Which of the lines below contain the string "impl"? Copy each one.

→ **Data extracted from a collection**
------------------------------

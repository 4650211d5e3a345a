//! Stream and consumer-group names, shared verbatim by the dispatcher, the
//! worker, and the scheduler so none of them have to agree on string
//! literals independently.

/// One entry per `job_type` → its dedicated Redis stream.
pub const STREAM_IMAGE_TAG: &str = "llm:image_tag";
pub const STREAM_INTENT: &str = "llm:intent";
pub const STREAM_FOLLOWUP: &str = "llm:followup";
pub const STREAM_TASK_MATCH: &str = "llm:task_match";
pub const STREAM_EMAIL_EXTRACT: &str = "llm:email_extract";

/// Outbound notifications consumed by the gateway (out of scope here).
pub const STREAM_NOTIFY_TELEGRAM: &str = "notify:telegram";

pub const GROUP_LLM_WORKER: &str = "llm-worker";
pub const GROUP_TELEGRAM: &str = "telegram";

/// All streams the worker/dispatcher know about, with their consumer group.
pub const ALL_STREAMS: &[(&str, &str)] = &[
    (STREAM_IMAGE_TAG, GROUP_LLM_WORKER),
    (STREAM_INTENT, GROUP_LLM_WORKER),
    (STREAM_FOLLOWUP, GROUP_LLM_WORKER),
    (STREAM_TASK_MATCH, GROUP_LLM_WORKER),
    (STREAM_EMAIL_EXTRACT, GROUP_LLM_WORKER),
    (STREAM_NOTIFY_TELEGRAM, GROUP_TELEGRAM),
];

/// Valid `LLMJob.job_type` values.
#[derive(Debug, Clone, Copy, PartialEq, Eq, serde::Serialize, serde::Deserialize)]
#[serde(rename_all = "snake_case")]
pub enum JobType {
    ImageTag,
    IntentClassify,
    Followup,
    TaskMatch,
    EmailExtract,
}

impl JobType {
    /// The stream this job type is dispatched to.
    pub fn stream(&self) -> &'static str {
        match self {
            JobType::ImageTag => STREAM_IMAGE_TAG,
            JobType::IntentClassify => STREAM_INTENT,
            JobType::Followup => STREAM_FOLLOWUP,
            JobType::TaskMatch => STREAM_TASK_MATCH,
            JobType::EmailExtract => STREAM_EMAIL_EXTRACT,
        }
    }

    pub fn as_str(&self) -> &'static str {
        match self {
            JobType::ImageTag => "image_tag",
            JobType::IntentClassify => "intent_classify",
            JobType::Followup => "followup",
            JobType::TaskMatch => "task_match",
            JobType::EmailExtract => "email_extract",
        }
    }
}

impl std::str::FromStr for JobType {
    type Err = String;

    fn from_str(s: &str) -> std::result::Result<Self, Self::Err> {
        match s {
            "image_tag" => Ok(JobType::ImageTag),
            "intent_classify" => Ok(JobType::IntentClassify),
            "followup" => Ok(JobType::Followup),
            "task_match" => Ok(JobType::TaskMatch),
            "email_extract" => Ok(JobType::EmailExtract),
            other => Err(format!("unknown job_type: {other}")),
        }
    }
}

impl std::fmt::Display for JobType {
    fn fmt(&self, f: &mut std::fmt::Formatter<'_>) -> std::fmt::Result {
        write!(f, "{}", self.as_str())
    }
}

------------------------------

→ **Response box**
impl JobType {
impl std::str::FromStr for JobType {
impl std::fmt::Display for JobType {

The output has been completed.